Le Brésil a une barrière à abattre

KAZAN — Pour atteindre les demi-finales de la Coupe du monde de soccer, le Brésil devra réaliser un exploit qu’il n’a pas accompli depuis son dernier triomphe, en 2002 : venir à bout d’une formation européenne en matchs de la phase éliminatoire.

Depuis sa victoire de 2-0 contre l’Allemagne en finale du tournoi de 2002, le Brésil, qui a rendez-vous avec la Belgique vendredi (14h) en quarts de finale, a été éliminé par une équipe de l’Europe lors de ses trois participations suivantes. En 2006 et en 2010, les Brésiliens ont perdu en quarts de finale contre la France et les Pays-Bas. En 2014, ils ont subi un humiliant revers de 7-1 contre l’Allemagne en demi-finale devant leurs partisans.

Par ailleurs, la Belgique affiche un dossier peu reluisant contre les équipes sud-américaines à la Coupe du monde. Non seulement les Belges n’ont jamais gagné contre une formation sud-américaine lors de la phase éliminatoire, ils sont encore à la recherche d’un premier but à ce stade particulier du tournoi. En 2014, l’Argentine les a blanchis 2-0 lors des quarts de finale.
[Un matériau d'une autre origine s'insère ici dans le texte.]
//! Shop entity and the DTOs of the HTTP surface.

pub mod requests;
pub mod responses;
pub mod shop;

// Re-export commonly used types
pub use requests::{ShopUpdate, WarmParams};
pub use responses::{ApiResult, HealthResponse, StatsResponse};
pub use shop::Shop;
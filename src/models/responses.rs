//! Response DTOs for the shop API
//!
//! Defines the structure of outgoing HTTP response bodies.

use serde::Serialize;

use crate::service::{ReadStrategy, StatsSnapshot};

/// Envelope for every shop endpoint: success flag plus data or an error message.
#[derive(Debug, Clone, Serialize)]
#[serde(rename_all = "camelCase")]
pub struct ApiResult<T> {
    pub success: bool,
    #[serde(skip_serializing_if = "Option::is_none")]
    pub error_msg: Option<String>,
    #[serde(skip_serializing_if = "Option::is_none")]
    pub data: Option<T>,
}

impl<T> ApiResult<T> {
    /// Successful result carrying data
    pub fn ok(data: T) -> Self {
        Self {
            success: true,
            error_msg: None,
            data: Some(data),
        }
    }

    /// Successful result with no payload
    pub fn ok_empty() -> Self {
        Self {
            success: true,
            error_msg: None,
            data: None,
        }
    }

    /// Failed result with a message
    pub fn fail(msg: impl Into<String>) -> Self {
        Self {
            success: false,
            error_msg: Some(msg.into()),
            data: None,
        }
    }
}

/// Response body for the stats endpoint (GET /stats)
#[derive(Debug, Clone, Serialize)]
pub struct StatsResponse {
    /// Configured read strategy
    pub strategy: ReadStrategy,
    /// Key-value cache backend in use
    pub cache_backend: &'static str,
    /// Engine counters
    #[serde(flatten)]
    pub counters: StatsSnapshot,
    /// Share of reads answered from cache (hits, null hits, stale reads)
    pub hit_rate: f64,
}

impl StatsResponse {
    /// Creates a new StatsResponse from an engine snapshot
    pub fn new(strategy: ReadStrategy, cache_backend: &'static str, counters: StatsSnapshot) -> Self {
        let hit_rate = counters.hit_rate();
        Self {
            strategy,
            cache_backend,
            counters,
            hit_rate,
        }
    }
}

/// Response body for the health endpoint (GET /health)
#[derive(Debug, Clone, Serialize)]
pub struct HealthResponse {
    /// Health status (e.g., "healthy")
    pub status: String,
    /// Current timestamp in ISO 8601 format
    pub timestamp: String,
}

impl HealthResponse {
    /// Creates a new HealthResponse with current timestamp
    pub fn healthy() -> Self {
        Self {
            status: "healthy".to_string(),
            timestamp: chrono::Utc::now().to_rfc3339(),
        }
    }
}
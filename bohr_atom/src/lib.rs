//! Bohr Model of Hydrogen-like Ions
//!
//! Closed-form Bohr formulas for a single electron around a nucleus of
//! charge Z:
//!
//! - **Energy levels**: Eₙ in joules and electronvolts
//! - **Orbital radii**: rₙ in meters and ångström
//! - **Transitions**: signed ΔE, photon wavelength and frequency
//! - **Spectral series**: Lyman, Balmer, Paschen, Brackett and Pfund lines
//! - **Chart data**: energy-level ladders, orbit outlines, emission spectra
//!
//! Physical constants are the CODATA 2018 values from [`common::constants`].

pub mod diagram;
pub mod equations;
pub mod error;
pub mod model;
pub mod spectrum;
pub mod transition;

#[cfg(test)]
mod model_test;

pub use diagram::{EnergyLevelDiagram, LevelPoint, Orbit, OrbitDiagram};
pub use equations::{BOHR_EQUATIONS, BOHR_VARIABLES};
pub use error::{BohrError, Result};
pub use model::BohrModel;
pub use spectrum::{EmissionSpectrum, SpectralLine, SpectralRegion, SpectralSeries, VisibleColor};
pub use transition::{Transition, TransitionLine};
//! Chart data for energy-level and orbit diagrams
//!
//! Only numbers live here. Turning them into pictures is left to whatever
//! charting front end consumes them.

use glam::DVec2;
use std::f64::consts::TAU;

use crate::error::{BohrError, Result};
use crate::model::BohrModel;
use crate::transition::TransitionLine;

/// Energy of one level for the level ladder
#[derive(Debug, Clone, Copy, PartialEq)]
pub struct LevelPoint {
    pub n: u32,
    pub energy_ev: f64,
}

/// Levels 1..=n_max plus the transitions drawn as arrows between them
#[derive(Debug, Clone, PartialEq)]
pub struct EnergyLevelDiagram {
    pub z: u32,
    pub levels: Vec<LevelPoint>,
    pub transitions: Vec<TransitionLine>,
}

impl EnergyLevelDiagram {
    /// Every transition must connect two distinct levels within `1..=n_max`.
    pub fn new(model: &BohrModel, n_max: u32, transitions: &[(u32, u32)]) -> Result<Self> {
        if n_max < 1 {
            return Err(BohrError::below_one("n_max", n_max));
        }

        let levels = (1..=n_max)
            .map(|n| {
                Ok(LevelPoint {
                    n,
                    energy_ev: model.energy_level_ev(n)?,
                })
            })
            .collect::<Result<Vec<_>>>()?;

        let mut lines = Vec::with_capacity(transitions.len());
        for &(n_initial, n_final) in transitions {
            for (name, n) in [("n_initial", n_initial), ("n_final", n_final)] {
                if n > n_max {
                    return Err(BohrError::InvalidParameter {
                        name,
                        value: n,
                        reason: "level lies above the diagram's n_max",
                    });
                }
            }
            lines.push(model.transition(n_initial, n_final)?);
        }

        log::trace!(
            "energy level diagram for Z={}: {} levels, {} transitions",
            model.z(),
            levels.len(),
            lines.len()
        );

        Ok(Self {
            z: model.z(),
            levels,
            transitions: lines,
        })
    }

    /// Axis extent in eV: ground state up to the ionization limit at 0.
    pub fn energy_range_ev(&self) -> (f64, f64) {
        let lowest = self.levels.first().map_or(0.0, |l| l.energy_ev);
        (lowest, 0.0)
    }

    pub fn level(&self, n: u32) -> Option<&LevelPoint> {
        self.levels.iter().find(|l| l.n == n)
    }
}

/// One circular orbit
#[derive(Debug, Clone, PartialEq)]
pub struct Orbit {
    pub n: u32,
    pub radius_angstrom: f64,
    /// Closed polyline in Å; the last point repeats the first.
    pub path: Vec<DVec2>,
}

impl Orbit {
    /// Position on the orbit at `angle` radians from the +x axis
    pub fn point_at(&self, angle: f64) -> DVec2 {
        DVec2::new(angle.cos(), angle.sin()) * self.radius_angstrom
    }
}

/// Concentric orbits 1..=n_max, centred on the nucleus at the origin
#[derive(Debug, Clone, PartialEq)]
pub struct OrbitDiagram {
    pub z: u32,
    pub orbits: Vec<Orbit>,
}

impl OrbitDiagram {
    /// `segments` is the number of straight pieces per circle, at least 3.
    pub fn new(model: &BohrModel, n_max: u32, segments: u32) -> Result<Self> {
        if n_max < 1 {
            return Err(BohrError::below_one("n_max", n_max));
        }
        if segments < 3 {
            return Err(BohrError::InvalidParameter {
                name: "segments",
                value: segments,
                reason: "a closed orbit needs at least 3 segments",
            });
        }

        let orbits = (1..=n_max)
            .map(|n| {
                let radius_angstrom = model.orbital_radius_angstrom(n)?;
                Ok(Orbit {
                    n,
                    radius_angstrom,
                    path: circle(radius_angstrom, segments),
                })
            })
            .collect::<Result<Vec<_>>>()?;

        Ok(Self {
            z: model.z(),
            orbits,
        })
    }

    /// Radius of the outermost orbit in Å
    pub fn max_radius_angstrom(&self) -> f64 {
        self.orbits.last().map_or(0.0, |o| o.radius_angstrom)
    }
}

fn circle(radius: f64, segments: u32) -> Vec<DVec2> {
    let mut path: Vec<DVec2> = (0..segments)
        .map(|i| {
            let angle = TAU * i as f64 / segments as f64;
            DVec2::new(angle.cos(), angle.sin()) * radius
        })
        .collect();
    let first = path[0];
    path.push(first);
    path
}
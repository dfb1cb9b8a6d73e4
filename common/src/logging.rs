//! Logger setup for the demo binaries

use log::LevelFilter;

/// Map a `-v` count to a level filter. `quiet` wins over any verbosity;
/// a set `RUST_LOG` overrides both once [`init`] applies it.
pub fn level_for(verbosity: u8, quiet: bool) -> LevelFilter {
    if quiet {
        return LevelFilter::Off;
    }
    match verbosity {
        0 => LevelFilter::Warn,
        1 => LevelFilter::Info,
        2 => LevelFilter::Debug,
        _ => LevelFilter::Trace,
    }
}

/// Initialise `env_logger` once per process.
///
/// `RUST_LOG`, when set, is applied on top of the level chosen from the flags.
/// Calling this twice is harmless; the second call is ignored.
pub fn init(verbosity: u8, quiet: bool) {
    let level = level_for(verbosity, quiet);

    let result = env_logger::Builder::new()
        .filter_level(level)
        .parse_default_env()
        .format_timestamp(None)
        .format_target(false)
        .try_init();

    if result.is_ok() {
        log::debug!("logging initialised at {level}");
    }
}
Le noyau de cette équipe demeure en place en Russie, où la Belgique a gagné ses quatre premiers matchs, incluant un grâce à une spectaculaire remontée en deuxième demie de son duel de huitième de finale contre le Japon.

Preuve de caractère

Tout le monde reconnaît tout le talent au sein de la formation belge, à commencer par le gardien Thibaut Courtois jusqu’aux attaquants Eden Hazard et Romelu Lukaku, en passant par le milieu de terrain Kevin De Bruyne.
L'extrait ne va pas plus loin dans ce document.